» **WORK TASK**
Bring together copies of the lines in the data below that contain the word "emits".

[MATERIAL PROVIDED — start]

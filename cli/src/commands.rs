use anyhow::Result;
use cloud_config::{ObjectStoreClient, RemoteConfigStore, StorageConfig, StoreConfig};
use serde_json::Value;
use std::sync::Arc;

use crate::bootstrap::{resolve_document, LocalSettings};
use crate::cli::{Cli, Command};

pub async fn run_command(cli: Cli) -> Result<()> {
    let settings = LocalSettings::load(&cli.config_file)?;
    let key = {
        let stdin = std::io::stdin();
        let mut input = stdin.lock();
        let mut output = std::io::stdout();
        resolve_document(cli.bucket, cli.document, settings, &mut input, &mut output)?
    };

    let client = Arc::new(ObjectStoreClient::from_config(StorageConfig::from_env()?));
    let config = StoreConfig {
        key,
        serializer: cli.format,
    };
    let mut store = RemoteConfigStore::open(client, config).await?;

    match cli.command {
        Command::Get(args) => {
            for path in &args.paths {
                let value = store.get_path(&split_path(path))?;
                println!("{path}: {}", render(value)?);
            }
        }
        Command::Set(args) => {
            store.set_path(&split_path(&args.path), parse_value(&args.value, args.string))?;
            store.save().await?;
            println!("Saved {} to {}", args.path, store.key());
        }
        Command::Show => {
            print!("{}", store.serializer().serialize(store.data())?);
        }
    }

    Ok(())
}

fn split_path(path: &str) -> Vec<&str> {
    path.split('.').filter(|segment| !segment.is_empty()).collect()
}

/// Parse a command-line value as YAML. Blank input stays an empty string
/// rather than becoming null; `verbatim` skips parsing entirely.
fn parse_value(raw: &str, verbatim: bool) -> Value {
    if verbatim || raw.trim().is_empty() {
        return Value::String(raw.to_string());
    }
    serde_yaml::from_str(raw).unwrap_or_else(|_| Value::String(raw.to_string()))
}

fn render(value: Option<&Value>) -> Result<String> {
    match value {
        None | Some(Value::Null) => Ok("null".to_string()),
        Some(Value::Object(_) | Value::Array(_)) => {
            let text = serde_yaml::to_string(&value)?;
            Ok(format!("\n{}", text.trim_end()))
        }
        Some(scalar) => Ok(serde_yaml::to_string(scalar)?.trim_end().to_string()),
    }
}
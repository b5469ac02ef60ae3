use thiserror::Error;

#[derive(Error, Debug)]
pub enum StoreError {
    #[error(
        "The container '{container}' was not found. Make sure that it exists and that the current credentials have access to it."
    )]
    ContainerNotFound { container: String },

    #[error("At least one key is required to look up a value")]
    EmptyPath,

    #[error("Unknown serialization format: {0}. Must be 'yaml' or 'json'")]
    UnknownFormat(String),

    #[error("Serialization error: {0}")]
    Serialization(String),
}

impl From<serde_yaml::Error> for StoreError {
    fn from(err: serde_yaml::Error) -> Self {
        Self::Serialization(err.to_string())
    }
}

impl From<serde_json::Error> for StoreError {
    fn from(err: serde_json::Error) -> Self {
        Self::Serialization(err.to_string())
    }
}

pub type Result<T> = anyhow::Result<T>;
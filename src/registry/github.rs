//! GitHub release metadata client.

use reqwest::Client;
use serde::Deserialize;
use thiserror::Error;

/// One published release: tag plus downloadable assets, in API listing order.
///
/// A read-only snapshot; fetched once per run and discarded after rendering.
#[derive(Debug, Clone, Deserialize)]
pub struct GithubRelease {
    pub tag_name: String,
    #[serde(default)]
    pub assets: Vec<GithubAsset>,
}

/// One downloadable file attached to a release.
#[derive(Debug, Clone, Deserialize)]
pub struct GithubAsset {
    pub name: String,
    pub browser_download_url: String,
    /// `<algorithm>:<hex>` content checksum; null on assets the API has not
    /// digested.
    #[serde(default)]
    pub digest: Option<String>,
}

#[derive(Error, Debug)]
pub enum FetchError {
    #[error("HTTP error: {0}")]
    Transport(#[from] reqwest::Error),

    #[error("GitHub API error: {status} for {url}")]
    Status {
        status: reqwest::StatusCode,
        url: String,
    },
}

/// Fetch the most recently published release for `owner/repo`.
///
/// One GET against the `releases/latest` endpoint, which already excludes
/// drafts and prereleases. Any transport failure or non-2xx status is
/// terminal for the run; there are no retries.
pub async fn fetch_latest_release(
    client: &Client,
    api_base: &str,
    owner: &str,
    repo: &str,
) -> Result<GithubRelease, FetchError> {
    let url = format!(
        "{}/repos/{owner}/{repo}/releases/latest",
        api_base.trim_end_matches('/')
    );

    let resp = client
        .get(&url)
        .header(reqwest::header::USER_AGENT, crate::USER_AGENT)
        .send()
        .await?;

    if !resp.status().is_success() {
        return Err(FetchError::Status {
            status: resp.status(),
            url,
        });
    }

    Ok(resp.json().await?)
}
//! Core resolution and rendering logic.

pub mod formula;
pub mod select;
pub mod version;
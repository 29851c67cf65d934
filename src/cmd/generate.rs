//! Generate the Homebrew formula from the latest GAM release.

use std::path::Path;

use anyhow::{Context, Result, bail};
use reqwest::Client;

use gambrew::core::formula;
use gambrew::core::select::{MACOS_ARM64, MACOS_X86_64, select_artifact};
use gambrew::core::version::normalize_version;
use gambrew::registry::github;

/// Fetch the latest release, resolve both macOS artifacts, render the
/// formula, and write it.
///
/// Stops before writing when either required artifact is missing; a prior
/// file at `output` is left untouched in that case. With `dry_run` the
/// rendered formula goes to stdout instead of disk.
pub async fn generate(api_url: &str, output: &Path, dry_run: bool) -> Result<()> {
    let client = Client::new();

    let release =
        github::fetch_latest_release(&client, api_url, gambrew::GAM_OWNER, gambrew::GAM_REPO)
            .await
            .context("Failed to fetch latest GAM release from GitHub")?;

    let version = normalize_version(&release.tag_name);

    let arm64 = select_artifact(&release.assets, MACOS_ARM64);
    let x86_64 = select_artifact(&release.assets, MACOS_X86_64);

    match (arm64, x86_64) {
        (Some(arm64), Some(x86_64)) => {
            let text = formula::render(&version, &arm64, &x86_64);

            if dry_run {
                print!("{text}");
                return Ok(());
            }

            formula::write_formula(output, &text)
                .with_context(|| format!("Failed to write {}", output.display()))?;
            println!("✓ Generated {} for GAM v{version}", output.display());
            Ok(())
        }
        (arm64, x86_64) => {
            let mut missing = Vec::new();
            if arm64.is_none() {
                missing.push(MACOS_ARM64.arch);
            }
            if x86_64.is_none() {
                missing.push(MACOS_X86_64.arch);
            }
            bail!(
                "Could not find required macOS assets in release {} (missing: {})",
                release.tag_name,
                missing.join(", ")
            );
        }
    }
}
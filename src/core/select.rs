//! Asset selection for macOS release archives.
//!
//! GAM asset names encode their platform indicators
//! (`gam-7.18.03-macos15.5-arm64.tar.xz`). Selection is a conjunctive
//! substring match against a named [`PlatformRule`], with the macOS
//! sub-version used to rank multiple builds of the same architecture.

use tracing::debug;

use crate::registry::github::GithubAsset;
use crate::types::{ResolvedArtifact, Sha256Hash};

/// Markers that must all appear in an asset filename (case-sensitive) for the
/// asset to be a candidate for one platform.
#[derive(Debug, Clone, Copy, PartialEq, Eq)]
pub struct PlatformRule {
    /// Operating-system marker.
    pub os: &'static str,
    /// CPU-architecture marker.
    pub arch: &'static str,
    /// Archive-extension marker.
    pub ext: &'static str,
}

/// macOS ARM64 archive.
pub const MACOS_ARM64: PlatformRule = PlatformRule {
    os: "macos",
    arch: "arm64",
    ext: ".tar.xz",
};

/// macOS Intel archive.
pub const MACOS_X86_64: PlatformRule = PlatformRule {
    os: "macos",
    arch: "x86_64",
    ext: ".tar.xz",
};

impl PlatformRule {
    /// Check whether an asset filename carries all three markers.
    pub fn matches(&self, name: &str) -> bool {
        name.contains(self.os) && name.contains(self.arch) && name.contains(self.ext)
    }
}

/// Select the best-matching downloadable artifact for one platform.
///
/// Candidates whose names carry a parseable macOS sub-version (`macos15.5`)
/// are ranked by that `(major, minor)` pair and the numerically greatest
/// wins. When no candidate encodes a sub-version, the first match in listing
/// order is taken. Both rules resolve ties to the earliest asset, so repeated
/// resolution of the same release snapshot always yields the same artifact.
///
/// Returns `None` when nothing matches; the caller decides whether that is
/// fatal. The asset slice is never mutated or reordered.
pub fn select_artifact(assets: &[GithubAsset], rule: PlatformRule) -> Option<ResolvedArtifact> {
    let mut first: Option<&GithubAsset> = None;
    let mut best: Option<((u32, u32), &GithubAsset)> = None;

    for asset in assets {
        if !rule.matches(&asset.name) {
            continue;
        }
        if asset.digest.is_none() {
            debug!("skipping {}: no digest in release payload", asset.name);
            continue;
        }
        if first.is_none() {
            first = Some(asset);
        }
        if let Some(ver) = macos_release(&asset.name) {
            // Strictly-greater comparison keeps the earliest asset on ties.
            if best.as_ref().is_none_or(|(b, _)| ver > *b) {
                best = Some((ver, asset));
            }
        }
    }

    let asset = best.map(|(_, a)| a).or(first)?;
    let digest = asset.digest.as_deref()?;
    Some(ResolvedArtifact {
        url: asset.browser_download_url.clone(),
        sha256: Sha256Hash::new(extract_checksum(digest)),
    })
}

/// Parse the `(major, minor)` macOS sub-version out of an asset name
/// (`...macos15.5-arm64...` -> `(15, 5)`).
///
/// Returns `None` unless the digits after the `macos` marker form exactly two
/// dot-separated integers; malformed names are skipped, never an error.
fn macos_release(name: &str) -> Option<(u32, u32)> {
    let rest = &name[name.find("macos")? + "macos".len()..];
    let end = rest
        .find(|c: char| !c.is_ascii_digit() && c != '.')
        .unwrap_or(rest.len());
    let (major, minor) = rest[..end].split_once('.')?;
    Some((major.parse().ok()?, minor.parse().ok()?))
}

/// Extract the hex checksum from a digest string (`sha256:abc...` -> `abc...`).
///
/// Always the segment after the last `:`, so extra separators earlier in the
/// string are tolerated; a digest with no separator passes through whole.
fn extract_checksum(digest: &str) -> &str {
    digest.rsplit_once(':').map_or(digest, |(_, tail)| tail)
}
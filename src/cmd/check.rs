//! Validate a generated formula file.

use std::path::Path;

use anyhow::{Context, Result, bail};

/// Markers the template always emits; a generated formula missing any of
/// these is corrupt or hand-edited beyond recognition.
const REQUIRED_MARKERS: &[&str] = &[
    "class Gam < Formula",
    "version \"",
    "on_arm do",
    "on_intel do",
    "def install",
    "test do",
];

/// Check that an existing formula file carries every field the generator
/// emits, including a `url`/`sha256` pair per architecture block.
pub fn check(path: &Path) -> Result<()> {
    let text = std::fs::read_to_string(path)
        .with_context(|| format!("Failed to read {}", path.display()))?;

    for marker in REQUIRED_MARKERS {
        if !text.contains(marker) {
            bail!("{} is missing `{}`", path.display(), marker.trim_end());
        }
    }
    for field in ["url \"", "sha256 \""] {
        if text.matches(field).count() < 2 {
            bail!(
                "{} must carry `{}` in both architecture blocks",
                path.display(),
                field.trim_end()
            );
        }
    }

    println!("✓ Formula is valid: {}", path.display());
    Ok(())
}
//! Shared value types.

use serde::{Deserialize, Serialize};

/// Newtype for a SHA256 hash string (64 hex characters).
///
/// Checksums are transcribed from upstream release digests, so the plain
/// constructor skips validation; `validated` enforces the 64-hex-char shape
/// when the caller wants it.
#[derive(Debug, Clone, PartialEq, Eq, Hash, Serialize, Deserialize, Default)]
pub struct Sha256Hash(String);

impl Sha256Hash {
    /// Create a new `Sha256Hash` without validation.
    pub fn new(s: impl Into<String>) -> Self {
        Self(s.into())
    }

    /// Create a validated `Sha256Hash` (64 hex characters).
    pub fn validated(s: &str) -> Result<Self, String> {
        if s.len() == 64 && s.chars().all(|c| c.is_ascii_hexdigit()) {
            Ok(Self(s.to_string()))
        } else {
            Err(format!(
                "Invalid SHA256 hash: expected 64 hex chars, got '{s}'"
            ))
        }
    }

    pub fn as_str(&self) -> &str {
        &self.0
    }
}

impl std::fmt::Display for Sha256Hash {
    fn fmt(&self, f: &mut std::fmt::Formatter<'_>) -> std::fmt::Result {
        write!(f, "{}", self.0)
    }
}

impl AsRef<str> for Sha256Hash {
    fn as_ref(&self) -> &str {
        &self.0
    }
}

impl From<String> for Sha256Hash {
    fn from(s: String) -> Self {
        Self::new(s)
    }
}

impl From<&str> for Sha256Hash {
    fn from(s: &str) -> Self {
        Self::new(s)
    }
}

/// The resolved download for one platform: URL plus content checksum.
#[derive(Debug, Clone, PartialEq, Eq)]
pub struct ResolvedArtifact {
    pub url: String,
    pub sha256: Sha256Hash,
}
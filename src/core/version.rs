//! Release tag normalization.

/// Strip a single leading `v` from a release tag (`v7.18.03` -> `7.18.03`).
///
/// Tags without the prefix pass through unchanged; the remainder is not
/// validated.
pub fn normalize_version(tag: &str) -> String {
    tag.strip_prefix('v').unwrap_or(tag).to_string()
}
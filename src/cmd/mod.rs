//! Command modules - one file per CLI command

pub mod check;
pub mod generate;
//! Parsed documents.
//!
//! A [`Document`] owns the tree produced by `dom_query` and hands out
//! [`Node`] handles that borrow from it. Construction is all-or-nothing:
//! either every check passes and a usable tree exists, or an [`Error`] is
//! returned.

use std::fmt;
use std::io::Read;
use std::path::Path;

use encoding_rs::{Encoding, UTF_8};
use tracing::debug;

use crate::encoding::{decode, detect_encoding, encoding_for_label};
use crate::error::{Error, Result};
use crate::node::Node;
use crate::options::{DocumentKind, Options};

/// A parsed HTML document or fragment.
pub struct Document {
    inner: dom_query::Document,
    kind: DocumentKind,
    encoding: &'static Encoding,
}

impl Document {
    /// Parses a full HTML document with default options.
    ///
    /// # Example
    ///
    /// ```rust
    /// use markup_nav::Document;
    ///
    /// let doc = Document::parse("<html><head><title>Hi</title></head><body></body></html>")?;
    /// assert_eq!(doc.title().as_deref(), Some("Hi"));
    /// # Ok::<(), markup_nav::Error>(())
    /// ```
    pub fn parse(html: &str) -> Result<Self> {
        Self::parse_with_options(html, &Options::default())
    }

    /// Parses text already decoded to UTF-8.
    ///
    /// `options.encoding` and `options.strict_encoding` only apply to byte
    /// input and are ignored here.
    pub fn parse_with_options(html: &str, options: &Options) -> Result<Self> {
        Self::build(html, UTF_8, options)
    }

    /// Parses raw bytes with default options, sniffing the encoding.
    pub fn parse_bytes(bytes: &[u8]) -> Result<Self> {
        Self::parse_bytes_with_options(bytes, &Options::default())
    }

    /// Parses raw bytes, decoding them with the requested or sniffed encoding.
    pub fn parse_bytes_with_options(bytes: &[u8], options: &Options) -> Result<Self> {
        if bytes.is_empty() {
            return Err(Error::EmptyInput);
        }
        let encoding = match options.encoding.as_deref() {
            Some(label) => encoding_for_label(label)?,
            None => detect_encoding(bytes),
        };
        let text = decode(bytes, encoding, options.strict_encoding)?;
        Self::build(&text, encoding, options)
    }

    /// Reads and parses everything from `reader`.
    pub fn from_reader<R: Read>(mut reader: R, options: &Options) -> Result<Self> {
        let mut bytes = Vec::new();
        reader.read_to_end(&mut bytes)?;
        Self::parse_bytes_with_options(&bytes, options)
    }

    /// Reads and parses the file at `path`.
    pub fn from_path<P: AsRef<Path>>(path: P, options: &Options) -> Result<Self> {
        let bytes = std::fs::read(path.as_ref())?;
        debug!(path = %path.as_ref().display(), "read document from file");
        Self::parse_bytes_with_options(&bytes, options)
    }

    fn build(text: &str, encoding: &'static Encoding, options: &Options) -> Result<Self> {
        if text.trim().is_empty() {
            return Err(Error::EmptyInput);
        }

        let inner = match options.kind {
            DocumentKind::Document => dom_query::Document::from(text),
            DocumentKind::Fragment => dom_query::Document::fragment(text),
        };
        let document = Self {
            inner,
            kind: options.kind,
            encoding,
        };

        if options.require_root && document.root().is_none() {
            return Err(Error::NoRootElement);
        }

        debug!(
            len = text.len(),
            encoding = encoding.name(),
            kind = ?options.kind,
            "parsed document"
        );
        Ok(document)
    }

    /// The node above the root element.
    #[must_use]
    pub fn document_node(&self) -> Node<'_> {
        Node::new(self.inner.root())
    }

    /// The root element.
    ///
    /// For documents this is `html`. For fragments it is the first top-level
    /// element of the input, or `None` when the fragment has no element.
    #[must_use]
    pub fn root(&self) -> Option<Node<'_>> {
        let first = self.document_node().element_children().next()?;
        match self.kind {
            DocumentKind::Document => Some(first),
            DocumentKind::Fragment if first.has_tag("html") => first.element_children().next(),
            DocumentKind::Fragment => Some(first),
        }
    }

    /// The `head` element. Always `None` for fragments.
    #[must_use]
    pub fn head(&self) -> Option<Node<'_>> {
        self.top_level("head")
    }

    /// The `body` element. Always `None` for fragments.
    #[must_use]
    pub fn body(&self) -> Option<Node<'_>> {
        self.top_level("body")
    }

    fn top_level(&self, tag: &str) -> Option<Node<'_>> {
        match self.kind {
            DocumentKind::Document => self.root()?.child_of_tag(tag),
            DocumentKind::Fragment => None,
        }
    }

    /// Trimmed text of `head > title`.
    #[must_use]
    pub fn title(&self) -> Option<String> {
        self.head()?
            .child_of_tag("title")
            .map(|title| title.text_content())
    }

    /// Serialized markup of the whole tree.
    #[must_use]
    pub fn html(&self) -> String {
        self.inner.html().to_string()
    }

    /// Encoding the input was decoded from.
    #[must_use]
    pub fn encoding(&self) -> &'static Encoding {
        self.encoding
    }

    #[must_use]
    pub fn kind(&self) -> DocumentKind {
        self.kind
    }

    /// The underlying `dom_query` document.
    #[must_use]
    pub fn as_dom(&self) -> &dom_query::Document {
        &self.inner
    }
}

impl fmt::Debug for Document {
    fn fmt(&self, f: &mut fmt::Formatter<'_>) -> fmt::Result {
        f.debug_struct("Document")
            .field("kind", &self.kind)
            .field("encoding", &self.encoding.name())
            .finish_non_exhaustive()
    }
}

[MATERIAL PROVIDED — finish]

» **ANSWER AREA**
/// Markers the template always emits; a generated formula missing any of
/// emits, including a `url`/`sha256` pair per architecture block.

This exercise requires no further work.